======== Exercise data ========

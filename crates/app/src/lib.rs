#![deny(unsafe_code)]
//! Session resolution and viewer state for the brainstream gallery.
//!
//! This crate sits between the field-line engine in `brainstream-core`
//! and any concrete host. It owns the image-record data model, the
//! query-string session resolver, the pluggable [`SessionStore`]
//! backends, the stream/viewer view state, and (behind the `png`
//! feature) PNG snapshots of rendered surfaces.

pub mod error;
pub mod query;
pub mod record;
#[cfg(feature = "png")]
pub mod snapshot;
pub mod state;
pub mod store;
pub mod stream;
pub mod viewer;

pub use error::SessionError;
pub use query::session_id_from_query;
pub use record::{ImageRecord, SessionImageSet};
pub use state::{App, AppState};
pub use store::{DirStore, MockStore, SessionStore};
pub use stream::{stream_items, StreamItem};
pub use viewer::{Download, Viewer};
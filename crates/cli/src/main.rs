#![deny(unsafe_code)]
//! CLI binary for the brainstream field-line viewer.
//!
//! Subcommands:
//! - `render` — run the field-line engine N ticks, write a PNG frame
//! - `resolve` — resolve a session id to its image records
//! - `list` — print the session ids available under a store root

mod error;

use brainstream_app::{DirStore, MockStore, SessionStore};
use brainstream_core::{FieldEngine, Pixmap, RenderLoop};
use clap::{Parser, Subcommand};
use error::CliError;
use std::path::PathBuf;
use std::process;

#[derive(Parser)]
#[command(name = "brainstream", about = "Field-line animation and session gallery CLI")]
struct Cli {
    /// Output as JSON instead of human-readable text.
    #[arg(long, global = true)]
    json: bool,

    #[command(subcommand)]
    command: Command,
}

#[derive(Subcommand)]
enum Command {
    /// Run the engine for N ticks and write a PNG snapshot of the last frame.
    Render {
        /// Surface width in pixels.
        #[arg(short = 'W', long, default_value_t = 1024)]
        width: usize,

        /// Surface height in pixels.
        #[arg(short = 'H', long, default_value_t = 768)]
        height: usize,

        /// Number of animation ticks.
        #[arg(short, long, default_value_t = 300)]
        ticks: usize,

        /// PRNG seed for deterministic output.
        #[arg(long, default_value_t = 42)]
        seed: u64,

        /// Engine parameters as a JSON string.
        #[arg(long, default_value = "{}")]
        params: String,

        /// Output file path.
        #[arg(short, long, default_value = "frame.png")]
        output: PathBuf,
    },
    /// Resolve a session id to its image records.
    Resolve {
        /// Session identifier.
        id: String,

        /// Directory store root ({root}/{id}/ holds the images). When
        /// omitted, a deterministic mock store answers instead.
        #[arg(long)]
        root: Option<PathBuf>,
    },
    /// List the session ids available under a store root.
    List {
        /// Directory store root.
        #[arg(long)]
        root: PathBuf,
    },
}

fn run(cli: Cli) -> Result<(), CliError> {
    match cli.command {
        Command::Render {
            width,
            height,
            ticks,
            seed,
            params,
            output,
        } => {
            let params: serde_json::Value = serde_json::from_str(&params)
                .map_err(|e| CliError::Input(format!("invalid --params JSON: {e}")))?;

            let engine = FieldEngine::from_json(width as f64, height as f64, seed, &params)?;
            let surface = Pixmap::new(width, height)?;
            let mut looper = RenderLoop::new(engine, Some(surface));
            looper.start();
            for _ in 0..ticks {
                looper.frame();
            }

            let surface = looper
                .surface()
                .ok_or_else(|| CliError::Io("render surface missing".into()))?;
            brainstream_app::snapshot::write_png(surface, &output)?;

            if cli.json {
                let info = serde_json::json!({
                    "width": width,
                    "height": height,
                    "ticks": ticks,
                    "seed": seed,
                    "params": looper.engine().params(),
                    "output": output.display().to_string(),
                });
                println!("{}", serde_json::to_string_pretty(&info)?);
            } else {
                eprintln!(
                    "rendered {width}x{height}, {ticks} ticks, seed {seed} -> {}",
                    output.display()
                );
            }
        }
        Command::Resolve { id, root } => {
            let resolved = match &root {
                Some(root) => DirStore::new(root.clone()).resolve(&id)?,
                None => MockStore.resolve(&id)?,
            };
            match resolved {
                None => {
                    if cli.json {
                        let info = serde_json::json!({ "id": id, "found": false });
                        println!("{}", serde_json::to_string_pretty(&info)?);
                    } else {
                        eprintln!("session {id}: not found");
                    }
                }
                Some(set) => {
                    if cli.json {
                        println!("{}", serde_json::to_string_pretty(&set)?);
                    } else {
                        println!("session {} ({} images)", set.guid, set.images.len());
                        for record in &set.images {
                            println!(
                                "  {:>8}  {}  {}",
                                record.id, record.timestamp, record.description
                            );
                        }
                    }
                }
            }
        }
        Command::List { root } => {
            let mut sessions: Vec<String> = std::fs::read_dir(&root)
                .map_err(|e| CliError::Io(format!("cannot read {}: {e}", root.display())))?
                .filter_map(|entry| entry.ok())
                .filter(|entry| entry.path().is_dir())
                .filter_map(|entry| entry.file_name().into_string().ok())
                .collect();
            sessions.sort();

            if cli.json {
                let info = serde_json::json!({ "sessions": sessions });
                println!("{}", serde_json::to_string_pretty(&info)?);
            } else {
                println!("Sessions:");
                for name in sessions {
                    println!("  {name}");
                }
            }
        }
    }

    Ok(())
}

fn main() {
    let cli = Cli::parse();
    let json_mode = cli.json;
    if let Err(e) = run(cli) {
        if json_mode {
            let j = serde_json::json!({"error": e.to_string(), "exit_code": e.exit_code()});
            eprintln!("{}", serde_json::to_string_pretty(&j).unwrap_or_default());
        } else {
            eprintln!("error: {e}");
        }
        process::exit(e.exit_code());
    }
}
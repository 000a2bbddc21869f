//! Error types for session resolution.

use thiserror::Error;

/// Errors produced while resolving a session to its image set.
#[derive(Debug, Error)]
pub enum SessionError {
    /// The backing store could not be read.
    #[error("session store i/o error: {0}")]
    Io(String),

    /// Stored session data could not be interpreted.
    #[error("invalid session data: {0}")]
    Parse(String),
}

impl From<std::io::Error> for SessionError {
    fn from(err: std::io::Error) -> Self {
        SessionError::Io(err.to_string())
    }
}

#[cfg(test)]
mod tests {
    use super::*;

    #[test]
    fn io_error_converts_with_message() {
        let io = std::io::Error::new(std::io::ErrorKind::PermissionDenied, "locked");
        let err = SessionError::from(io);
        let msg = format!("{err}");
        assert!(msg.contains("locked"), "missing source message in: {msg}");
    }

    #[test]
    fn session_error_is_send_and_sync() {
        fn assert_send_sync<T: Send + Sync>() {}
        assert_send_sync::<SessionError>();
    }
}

========

Could you transcribe every record above exactly as it appears?

filename crates/app/src/lib.rs
#![deny(unsafe_code)]
//! Session resolution and viewer state for the brainstream gallery.
//!
//! This crate sits between the field-line engine in `brainstream-core`
//! and any concrete host. It owns the image-record data model, the
//! query-string session resolver, the pluggable [`SessionStore`]
//! backends, the stream/viewer view state, and (behind the `png`
//! feature) PNG snapshots of rendered surfaces.

pub mod error;
pub mod query;
pub mod record;
#[cfg(feature = "png")]
pub mod snapshot;
pub mod state;
pub mod store;
pub mod stream;
pub mod viewer;

pub use error::SessionError;
pub use query::session_id_from_query;
pub use record::{ImageRecord, SessionImageSet};
pub use state::{App, AppState};
pub use store::{DirStore, MockStore, SessionStore};
pub use stream::{stream_items, StreamItem};
pub use viewer::{Download, Viewer};
filename crates/cli/src/main.rs
#![deny(unsafe_code)]
//! CLI binary for the brainstream field-line viewer.
//!
//! Subcommands:
//! - `render` — run the field-line engine N ticks, write a PNG frame
//! - `resolve` — resolve a session id to its image records
//! - `list` — print the session ids available under a store root

mod error;

use brainstream_app::{DirStore, MockStore, SessionStore};
use brainstream_core::{FieldEngine, Pixmap, RenderLoop};
use clap::{Parser, Subcommand};
use error::CliError;
use std::path::PathBuf;
use std::process;

#[derive(Parser)]
#[command(name = "brainstream", about = "Field-line animation and session gallery CLI")]
struct Cli {
    /// Output as JSON instead of human-readable text.
    #[arg(long, global = true)]
    json: bool,

    #[command(subcommand)]
    command: Command,
}

#[derive(Subcommand)]
enum Command {
    /// Run the engine for N ticks and write a PNG snapshot of the last frame.
    Render {
        /// Surface width in pixels.
        #[arg(short = 'W', long, default_value_t = 1024)]
        width: usize,

        /// Surface height in pixels.
        #[arg(short = 'H', long, default_value_t = 768)]
        height: usize,

        /// Number of animation ticks.
        #[arg(short, long, default_value_t = 300)]
        ticks: usize,

        /// PRNG seed for deterministic output.
        #[arg(long, default_value_t = 42)]
        seed: u64,

        /// Engine parameters as a JSON string.
        #[arg(long, default_value = "{}")]
        params: String,

        /// Output file path.
        #[arg(short, long, default_value = "frame.png")]
        output: PathBuf,
    },
    /// Resolve a session id to its image records.
    Resolve {
        /// Session identifier.
        id: String,

        /// Directory store root ({root}/{id}/ holds the images). When
        /// omitted, a deterministic mock store answers instead.
        #[arg(long)]
        root: Option<PathBuf>,
    },
    /// List the session ids available under a store root.
    List {
        /// Directory store root.
        #[arg(long)]
        root: PathBuf,
    },
}

fn run(cli: Cli) -> Result<(), CliError> {
    match cli.command {
        Command::Render {
            width,
            height,
            ticks,
            seed,
            params,
            output,
        } => {
            let params: serde_json::Value = serde_json::from_str(&params)
                .map_err(|e| CliError::Input(format!("invalid --params JSON: {e}")))?;

            let engine = FieldEngine::from_json(width as f64, height as f64, seed, &params)?;
            let surface = Pixmap::new(width, height)?;
            let mut looper = RenderLoop::new(engine, Some(surface));
            looper.start();
            for _ in 0..ticks {
                looper.frame();
            }

            let surface = looper
                .surface()
                .ok_or_else(|| CliError::Io("render surface missing".into()))?;
            brainstream_app::snapshot::write_png(surface, &output)?;

            if cli.json {
                let info = serde_json::json!({
                    "width": width,
                    "height": height,
                    "ticks": ticks,
                    "seed": seed,
                    "params": looper.engine().params(),
                    "output": output.display().to_string(),
                });
                println!("{}", serde_json::to_string_pretty(&info)?);
            } else {
                eprintln!(
                    "rendered {width}x{height}, {ticks} ticks, seed {seed} -> {}",
                    output.display()
                );
            }
        }
        Command::Resolve { id, root } => {
            let resolved = match &root {
                Some(root) => DirStore::new(root.clone()).resolve(&id)?,
                None => MockStore.resolve(&id)?,
            };
            match resolved {
                None => {
                    if cli.json {
                        let info = serde_json::json!({ "id": id, "found": false });
                        println!("{}", serde_json::to_string_pretty(&info)?);
                    } else {
                        eprintln!("session {id}: not found");
                    }
                }
                Some(set) => {
                    if cli.json {
                        println!("{}", serde_json::to_string_pretty(&set)?);
                    } else {
                        println!("session {} ({} images)", set.guid, set.images.len());
                        for record in &set.images {
                            println!(
                                "  {:>8}  {}  {}",
                                record.id, record.timestamp, record.description
                            );
                        }
                    }
                }
            }
        }
        Command::List { root } => {
            let mut sessions: Vec<String> = std::fs::read_dir(&root)
                .map_err(|e| CliError::Io(format!("cannot read {}: {e}", root.display())))?
                .filter_map(|entry| entry.ok())
                .filter(|entry| entry.path().is_dir())
                .filter_map(|entry| entry.file_name().into_string().ok())
                .collect();
            sessions.sort();

            if cli.json {
                let info = serde_json::json!({ "sessions": sessions });
                println!("{}", serde_json::to_string_pretty(&info)?);
            } else {
                println!("Sessions:");
                for name in sessions {
                    println!("  {name}");
                }
            }
        }
    }

    Ok(())
}

fn main() {
    let cli = Cli::parse();
    let json_mode = cli.json;
    if let Err(e) = run(cli) {
        if json_mode {
            let j = serde_json::json!({"error": e.to_string(), "exit_code": e.exit_code()});
            eprintln!("{}", serde_json::to_string_pretty(&j).unwrap_or_default());
        } else {
            eprintln!("error: {e}");
        }
        process::exit(e.exit_code());
    }
}
repository 000a2bbddc21869f
//! Error types for session resolution.

use thiserror::Error;

/// Errors produced while resolving a session to its image set.
#[derive(Debug, Error)]
pub enum SessionError {
    /// The backing store could not be read.
    #[error("session store i/o error: {0}")]
    Io(String),

    /// Stored session data could not be interpreted.
    #[error("invalid session data: {0}")]
    Parse(String),
}

impl From<std::io::Error> for SessionError {
    fn from(err: std::io::Error) -> Self {
        SessionError::Io(err.to_string())
    }
}

#[cfg(test)]
mod tests {
    use super::*;

    #[test]
    fn io_error_converts_with_message() {
        let io = std::io::Error::new(std::io::ErrorKind::PermissionDenied, "locked");
        let err = SessionError::from(io);
        let msg = format!("{err}");
        assert!(msg.contains("locked"), "missing source message in: {msg}");
    }

    #[test]
    fn session_error_is_send_and_sync() {
        fn assert_send_sync<T: Send + Sync>() {}
        assert_send_sync::<SessionError>();
    }
}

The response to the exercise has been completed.